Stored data
⁂

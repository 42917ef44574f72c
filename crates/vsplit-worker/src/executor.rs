//! Work executor.
//!
//! Consumes the work queue with bounded concurrency, recovers items left
//! behind by crashed workers, and applies the retry policy: transient
//! failures go back to the queue, permanent failures finalize the job,
//! exhausted budgets go to the dead-letter stream.

use std::sync::Arc;
use std::time::Duration;

use tokio::sync::Semaphore;
use tracing::{debug, error, info, warn};
use uuid::Uuid;

use vsplit_models::{JobError, ERROR_MAX_RETRIES};
use vsplit_queue::{WorkItem, WorkQueue};

use crate::config::WorkerConfig;
use crate::error::{ErrorClass, WorkerError, WorkerResult};
use crate::processor::{process_work_item, ProcessingContext};

/// Executor that processes work items from the queue.
pub struct WorkExecutor {
    config: WorkerConfig,
    queue: Arc<WorkQueue>,
    job_semaphore: Arc<Semaphore>,
    shutdown: tokio::sync::watch::Sender<bool>,
    consumer_name: String,
}

impl WorkExecutor {
    /// Create a new executor.
    pub fn new(config: WorkerConfig, queue: WorkQueue) -> Self {
        let job_semaphore = Arc::new(Semaphore::new(config.max_concurrent_jobs));
        let (shutdown, _) = tokio::sync::watch::channel(false);
        let consumer_name = format!("worker-{}", Uuid::new_v4());

        Self {
            config,
            queue: Arc::new(queue),
            job_semaphore,
            shutdown,
            consumer_name,
        }
    }

    /// Run the executor until shutdown.
    pub async fn run(&self) -> WorkerResult<()> {
        info!(
            "Starting executor '{}' with {} max concurrent jobs",
            self.consumer_name, self.config.max_concurrent_jobs
        );

        self.queue.init().await?;

        let ctx = Arc::new(ProcessingContext::new(self.config.clone()).await?);

        let mut shutdown_rx = self.shutdown.subscribe();

        // Periodically claim items whose worker went quiet past the
        // visibility timeout.
        let claim_task = {
            let queue = Arc::clone(&self.queue);
            let ctx = Arc::clone(&ctx);
            let semaphore = Arc::clone(&self.job_semaphore);
            let consumer_name = self.consumer_name.clone();
            let claim_interval = self.config.claim_interval;
            let job_timeout = self.config.job_timeout;
            let mut shutdown_rx = self.shutdown.subscribe();

            tokio::spawn(async move {
                let mut interval = tokio::time::interval(claim_interval);
                loop {
                    tokio::select! {
                        _ = shutdown_rx.changed() => {
                            if *shutdown_rx.borrow() {
                                break;
                            }
                        }
                        _ = interval.tick() => {
                            let slots = semaphore.available_permits().min(5);
                            if slots == 0 {
                                continue;
                            }
                            match queue.claim_stale(&consumer_name, slots).await {
                                Ok(items) if !items.is_empty() => {
                                    info!("Claimed {} stale work items", items.len());
                                    for (message_id, item) in items {
                                        let Ok(permit) =
                                            Arc::clone(&semaphore).acquire_owned().await
                                        else {
                                            return;
                                        };
                                        let ctx = Arc::clone(&ctx);
                                        let queue = Arc::clone(&queue);
                                        tokio::spawn(async move {
                                            let _permit = permit;
                                            execute_work(ctx, queue, job_timeout, message_id, item)
                                                .await;
                                        });
                                    }
                                }
                                Ok(_) => {}
                                Err(e) => warn!("Failed to claim stale work items: {}", e),
                            }
                        }
                    }
                }
            })
        };

        // Main consumption loop
        loop {
            tokio::select! {
                _ = shutdown_rx.changed() => {
                    if *shutdown_rx.borrow() {
                        info!("Shutdown signal received, stopping executor");
                        break;
                    }
                }
                result = self.consume(&ctx) => {
                    if let Err(e) = result {
                        error!("Error consuming work items: {}", e);
                        tokio::time::sleep(Duration::from_secs(5)).await;
                    }
                }
            }
        }

        claim_task.abort();

        info!("Waiting for in-flight jobs to complete...");
        let _ = tokio::time::timeout(self.config.shutdown_timeout, self.wait_for_jobs()).await;

        info!("Executor stopped");
        Ok(())
    }

    /// Receive and dispatch work items.
    async fn consume(&self, ctx: &Arc<ProcessingContext>) -> WorkerResult<()> {
        if self.job_semaphore.available_permits() == 0 {
            tokio::time::sleep(Duration::from_millis(100)).await;
            return Ok(());
        }

        let items = self
            .queue
            .receive(&self.consumer_name, self.config.poll_block.as_millis() as u64)
            .await?;

        if items.is_empty() {
            return Ok(());
        }

        debug!("Received {} work items", items.len());

        for (message_id, item) in items {
            let ctx = Arc::clone(ctx);
            let queue = Arc::clone(&self.queue);
            let job_timeout = self.config.job_timeout;
            let permit = Arc::clone(&self.job_semaphore)
                .acquire_owned()
                .await
                .map_err(|_| WorkerError::Io(std::io::Error::other("semaphore closed")))?;

            tokio::spawn(async move {
                let _permit = permit;
                execute_work(ctx, queue, job_timeout, message_id, item).await;
            });
        }

        Ok(())
    }

    /// Wait for all in-flight jobs to finish.
    async fn wait_for_jobs(&self) {
        loop {
            if self.job_semaphore.available_permits() == self.config.max_concurrent_jobs {
                break;
            }
            tokio::time::sleep(Duration::from_millis(100)).await;
        }
    }

    /// Signal shutdown.
    pub fn shutdown(&self) {
        let _ = self.shutdown.send(true);
    }
}

/// Process one delivery and settle it with the queue and the status store.
async fn execute_work(
    ctx: Arc<ProcessingContext>,
    queue: Arc<WorkQueue>,
    job_timeout: Duration,
    message_id: String,
    item: WorkItem,
) {
    let job_id = item.job_id.clone();
    info!(job_id = %job_id, message_id = %message_id, "Processing work item");

    let result = match tokio::time::timeout(job_timeout, process_work_item(&ctx, &item)).await {
        Ok(result) => result,
        Err(_) => Err(WorkerError::DeadlineExceeded(job_timeout.as_secs())),
    };

    match result {
        Ok(()) => {
            if let Err(e) = queue.ack(&message_id).await {
                error!(job_id = %job_id, "Failed to ack work item: {}", e);
            }
        }
        Err(e) => match e.classify() {
            ErrorClass::Permanent(job_error) => {
                error!(
                    job_id = %job_id,
                    code = %job_error.code,
                    "Permanent failure, not retrying: {}", e
                );
                if let Err(store_err) = ctx.store.fail(&job_id, &job_error).await {
                    warn!(job_id = %job_id, "Failed to record job failure: {}", store_err);
                }
                if let Err(ack_err) = queue.ack(&message_id).await {
                    error!(job_id = %job_id, "Failed to ack failed work item: {}", ack_err);
                }
            }
            ErrorClass::Transient => {
                let attempts = queue
                    .increment_receive_count(&message_id)
                    .await
                    .unwrap_or(u32::MAX);
                let max_attempts = queue.max_receive_count();

                if attempts >= max_attempts {
                    warn!(
                        job_id = %job_id,
                        attempts = attempts,
                        "Redelivery budget exhausted, dead-lettering: {}", e
                    );
                    if let Err(dlq_err) = queue.dead_letter(&message_id, &item, &e.to_string()).await
                    {
                        error!(job_id = %job_id, "Failed to dead-letter work item: {}", dlq_err);
                    }
                    let job_error = JobError::new(
                        ERROR_MAX_RETRIES,
                        format!("failed after {} delivery attempts: {}", attempts, e),
                    );
                    if let Err(store_err) = ctx.store.fail(&job_id, &job_error).await {
                        warn!(job_id = %job_id, "Failed to record job failure: {}", store_err);
                    }
                } else {
                    // Left unacked; the queue redelivers after the
                    // visibility timeout.
                    info!(
                        job_id = %job_id,
                        attempt = attempts,
                        max_attempts = max_attempts,
                        "Transient failure, awaiting redelivery: {}", e
                    );
                }
            }
        },
    }
}
//! Output part metadata and deterministic naming.

use schemars::JsonSchema;
use serde::{Deserialize, Serialize};

use crate::job::JobId;
use crate::split::OutputFormat;

/// One output segment produced by splitting the source media.
#[derive(Debug, Clone, PartialEq, Serialize, Deserialize, JsonSchema)]
pub struct Part {
    /// 0-based index assigned at split-plan time
    pub index: u32,
    /// Output filename
    pub filename: String,
    /// Segment duration in seconds
    pub duration: f64,
    /// Size in bytes
    pub size: u64,
    /// Blob-store key of the output object
    pub output_reference: String,
}

impl Part {
    pub fn new(
        index: u32,
        filename: impl Into<String>,
        duration: f64,
        size: u64,
        output_reference: impl Into<String>,
    ) -> Self {
        Self {
            index,
            filename: filename.into(),
            duration,
            size,
            output_reference: output_reference.into(),
        }
    }
}

/// Derive the deterministic filename for a part.
///
/// The name depends only on (job_id, index, format), so re-processing a
/// redelivered WorkItem overwrites the same object instead of duplicating it.
pub fn part_filename(job_id: &JobId, index: u32, format: OutputFormat) -> String {
    format!("{}_part_{:03}.{}", job_id, index, format.extension())
}

/// Derive the blob-store key a part is written to.
pub fn output_key(output_prefix: &str, filename: &str) -> String {
    format!("{}/{}", output_prefix.trim_end_matches('/'), filename)
}

#[cfg(test)]
mod tests {
    use super::*;

    #[test]
    fn filename_is_zero_padded() {
        let id = JobId::from_string("abc-123");
        assert_eq!(
            part_filename(&id, 0, OutputFormat::Mp4),
            "abc-123_part_000.mp4"
        );
        assert_eq!(
            part_filename(&id, 42, OutputFormat::Mkv),
            "abc-123_part_042.mkv"
        );
        // indices past the pad width keep their full value
        assert_eq!(
            part_filename(&id, 1234, OutputFormat::Mp4),
            "abc-123_part_1234.mp4"
        );
    }

    #[test]
    fn filename_is_deterministic() {
        let id = JobId::from_string("abc-123");
        assert_eq!(
            part_filename(&id, 7, OutputFormat::Mp4),
            part_filename(&id, 7, OutputFormat::Mp4)
        );
    }

    #[test]
    fn output_key_joins_prefix() {
        assert_eq!(output_key("outputs/abc", "f.mp4"), "outputs/abc/f.mp4");
        assert_eq!(output_key("outputs/abc/", "f.mp4"), "outputs/abc/f.mp4");
    }
}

⁂

## DIRECTIONS FOR THIS TASK
A line qualifies when it holds the word "Uuid"; report all qualifying lines from the records above.

## RESULT
use uuid::Uuid;
        let consumer_name = format!("worker-{}", Uuid::new_v4());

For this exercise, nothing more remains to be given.